The company expended $6.1 billion, net of cash acquired, during the thirteen weeks ended March 31, 2002, to purchase the outstanding shares of Willamette stock.
Financing
Weyerhaeuser increased its interest-bearing debt by $350 million during the thirteen weeks ended March 30, 2003, primarily to fund a seasonal increase in working capital. Proceeds from new borrowings of $600 million in the 2003 period were partially offset by payments on long-term debt of $251 million.
Weyerhaeusers debt-to-total-capital ratio, excluding Real Estate and Related Assets, was 56.5 percent as of March 30, 2003, up from 55.6 percent at the end of 2002. Debt reduction is the companys highest priority, and Weyerhaeuser expects to return to historic debt ratios within five years from the time of the Willamette acquisition.

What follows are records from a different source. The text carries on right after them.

//! Phone sign-in with one-time codes.

use chrono::{Duration, Utc};
use rand::Rng;
use sqlx::PgPool;
use thiserror::Error;

use patra_core::{Phone, PhoneError};

use super::sms::{SmsError, SmsSender, otp_message};
use crate::config::OtpConfig;
use crate::db::RepositoryError;
use crate::db::otp::{OTP_TYPE_PHONE, OtpRepository};
use crate::db::profiles::ProfileRepository;
use crate::models::Profile;

/// Errors from sending or verifying a code.
#[derive(Debug, Error)]
pub enum OtpError {
    /// No phone number in the request.
    #[error("Phone number is required")]
    PhoneRequired,

    /// Phone or code missing on verify.
    #[error("Phone number and OTP are required")]
    MissingFields,

    /// Phone number failed to parse.
    #[error("invalid phone number: {0}")]
    InvalidPhone(#[from] PhoneError),

    /// No live code matched.
    #[error("Invalid or expired OTP")]
    InvalidCode,

    /// SMS delivery failed.
    #[error("failed to send OTP: {0}")]
    Delivery(#[from] SmsError),

    /// Repository/database error.
    #[error("database error: {0}")]
    Repository(#[from] RepositoryError),
}

/// Result of issuing a code.
#[derive(Debug)]
pub struct IssuedCode {
    pub phone: Phone,
    /// The code itself, only set when the config allows echoing it.
    pub debug_code: Option<String>,
}

/// One-time code service.
pub struct OtpService<'a> {
    pool: &'a PgPool,
    sms: &'a SmsSender,
    config: &'a OtpConfig,
    store_name: &'a str,
}

impl<'a> OtpService<'a> {
    /// Create a new OTP service.
    #[must_use]
    pub const fn new(
        pool: &'a PgPool,
        sms: &'a SmsSender,
        config: &'a OtpConfig,
        store_name: &'a str,
    ) -> Self {
        Self {
            pool,
            sms,
            config,
            store_name,
        }
    }

    /// Issue a code for `phone` and deliver it.
    ///
    /// # Errors
    ///
    /// Returns `OtpError::PhoneRequired` for a blank phone,
    /// `OtpError::InvalidPhone` for a malformed one, and `OtpError::Delivery`
    /// if the SMS provider rejects the message.
    pub async fn send(&self, phone: Option<&str>) -> Result<IssuedCode, OtpError> {
        let raw = phone
            .map(str::trim)
            .filter(|p| !p.is_empty())
            .ok_or(OtpError::PhoneRequired)?;
        let phone = Phone::parse(raw)?;

        let code = generate_code();
        let expires_at = Utc::now() + Duration::minutes(self.config.ttl_minutes);

        OtpRepository::new(self.pool)
            .create(phone.as_str(), &code, OTP_TYPE_PHONE, expires_at)
            .await?;

        let message = otp_message(self.store_name, &code, self.config.ttl_minutes);
        self.sms.send(&phone, &message).await?;

        tracing::info!(phone = %phone, "OTP issued");

        Ok(IssuedCode {
            phone,
            debug_code: self.config.expose_code.then_some(code),
        })
    }

    /// Redeem a code and return the profile holding the phone, re-attaching
    /// or creating one through [`ProfileRepository::create_for_phone`] when no
    /// profile holds it.
    ///
    /// # Errors
    ///
    /// Returns `OtpError::MissingFields` if either value is blank and
    /// `OtpError::InvalidCode` if no unexpired, unused code matches.
    pub async fn verify(&self, phone: Option<&str>, code: Option<&str>) -> Result<Profile, OtpError> {
        let (Some(raw_phone), Some(code)) = (
            phone.map(str::trim).filter(|p| !p.is_empty()),
            code.map(str::trim).filter(|c| !c.is_empty()),
        ) else {
            return Err(OtpError::MissingFields);
        };
        let phone = Phone::parse(raw_phone)?;

        OtpRepository::new(self.pool)
            .redeem(phone.as_str(), code, OTP_TYPE_PHONE)
            .await?
            .ok_or(OtpError::InvalidCode)?;

        let profiles = ProfileRepository::new(self.pool);
        if let Some(profile) = profiles.get_by_phone(&phone).await? {
            return Ok(profile);
        }

        match profiles.create_for_phone(&phone).await {
            Ok(profile) => {
                tracing::info!(user_id = %profile.id, "Attached verified phone to profile");
                Ok(profile)
            }
            // A concurrent verify created it first.
            Err(RepositoryError::Conflict(_)) => profiles
                .get_by_phone(&phone)
                .await?
                .ok_or(OtpError::Repository(RepositoryError::NotFound)),
            Err(e) => Err(e.into()),
        }
    }
}

/// A uniformly random six-digit code.
#[must_use]
pub fn generate_code() -> String {
    rand::rng().random_range(100_000..=999_999_u32).to_string()
}

#[cfg(test)]
#[allow(clippy::unwrap_used)]
mod tests {
    use super::*;

    #[test]
    fn test_generate_code_is_six_digits() {
        for _ in 0..200 {
            let code = generate_code();
            assert_eq!(code.len(), 6, "{code}");
            assert!(code.chars().all(|c| c.is_ascii_digit()));
            assert!(!code.starts_with('0'));
        }
    }

    #[test]
    fn test_error_messages() {
        assert_eq!(OtpError::PhoneRequired.to_string(), "Phone number is required");
        assert_eq!(
            OtpError::MissingFields.to_string(),
            "Phone number and OTP are required"
        );
        assert_eq!(OtpError::InvalidCode.to_string(), "Invalid or expired OTP");
    }
}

For purposes of computing this ratio, debt includes Weyerhaeusers interest-bearing debt and capital lease obligations and total capital consists of debt, shareholders interest, deferred taxes and minority interest in subsidiaries, net of Weyerhaeusers investments in Real Estate and Related Assets subsidiaries.
Weyerhaeuser Company and Weyerhaeuser Real Estate Company (WRECO) have established 364-day and multi-year revolving lines of credit in the maximum aggregate amount of $2.5 billion as of March 30, 2003. The multi-year revolving line of credit expires in March 2007. WRECO can borrow up to $600 million under the 364-day facility. Neither of the entities is a guarantor of the borrowing of the other under either of these credit facilities. As of March 30, 2003, $1.5 billion was available under these bank facilities for incremental borrowings.

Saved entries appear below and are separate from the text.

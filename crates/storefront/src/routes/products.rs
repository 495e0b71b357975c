//! Catalog: categories and products.

use axum::{
    Json,
    extract::{Path, Query, State},
};
use serde::Serialize;
use tracing::instrument;

use patra_core::ProductId;

use crate::db::catalog::CatalogRepository;
use crate::error::{AppError, Result};
use crate::models::{Category, Product, ProductFilter};
use crate::state::AppState;

/// Number of products on the featured shelf.
const FEATURED_LIMIT: i64 = 8;

/// One page of the shop listing.
#[derive(Debug, Serialize)]
pub struct ProductPage {
    pub products: Vec<Product>,
    pub total: i64,
    pub page: u32,
    pub per_page: i64,
}

/// Active categories.
///
/// GET /api/categories
#[instrument(skip(state))]
pub async fn categories(State(state): State<AppState>) -> Result<Json<Vec<Category>>> {
    let categories = CatalogRepository::new(state.pool())
        .list_categories()
        .await?;
    Ok(Json(categories))
}

/// Filtered, sorted, paginated shop listing.
///
/// GET /api/products
#[instrument(skip(state))]
pub async fn index(
    State(state): State<AppState>,
    Query(filter): Query<ProductFilter>,
) -> Result<Json<ProductPage>> {
    if let (Some(min), Some(max)) = (filter.min_price, filter.max_price)
        && min > max
    {
        return Err(AppError::BadRequest(
            "min_price cannot exceed max_price".to_owned(),
        ));
    }

    let (products, total) = CatalogRepository::new(state.pool())
        .list_products(&filter)
        .await?;

    Ok(Json(ProductPage {
        products,
        total,
        page: filter.page.unwrap_or(1).max(1),
        per_page: filter.limit(),
    }))
}

/// Featured products, newest first.
///
/// GET /api/products/featured
#[instrument(skip(state))]
pub async fn featured(State(state): State<AppState>) -> Result<Json<Vec<Product>>> {
    let products = CatalogRepository::new(state.pool())
        .featured(FEATURED_LIMIT)
        .await?;
    Ok(Json(products))
}

/// Product detail.
///
/// GET /api/products/{id}
#[instrument(skip(state))]
pub async fn show(
    State(state): State<AppState>,
    Path(id): Path<ProductId>,
) -> Result<Json<Product>> {
    CatalogRepository::new(state.pool())
        .get_active_product(id)
        .await?
        .map(Json)
        .ok_or_else(|| AppError::NotFound("Product not found".to_owned()))
}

Critical Accounting Policies
Pension and Postretirement Benefit Plans
The company sponsors several qualified and nonqualified pension and postretirement benefit plans for its employees. Key assumptions used to determine the amounts recorded in the companys financial statements include the discount rate, the expected return on plan assets, anticipated trends in health care costs, assumed increases in salaries, mortality rates, and other factors. These assumptions are reviewed with external advisors at the end of each fiscal year and are updated as appropriate. Actual experience that differs from the assumptions could have a significant effect on the companys financial position or results from operations. Other factors that affect the level of net periodic benefit income or cost that is recognized in a given year include actual fund performance, plan improvements, and changes in plan participation or coverage.
The companys expected rate of return on plan assets reflects the assumption that its plan assets will continue to outperform a benchmark rate of return, assuming a portfolio of investments comprised of 60 percent equities, 35 percent bonds and 5 percent cash. Over the last 18 years, actual returns on the companys plan assets have exceeded the benchmark rate of return by 5.8 percentage points. As of December 29, 2002, the company reduced its expected rate of return on plan assets assumption from 10.5 percent to 9.5 percent to reflect the assumptions that the long-term benchmark return will be 6.5 percent and that the companys plan assets will outperform the benchmark by 3.0 percent. Each 1.0 percent reduction in the expected return on plan assets is expected to increase estimated 2003 pension expense by approximately $35 million for the companys U.S. pension plans and approximately $5 million for the companys Canadian pension plans.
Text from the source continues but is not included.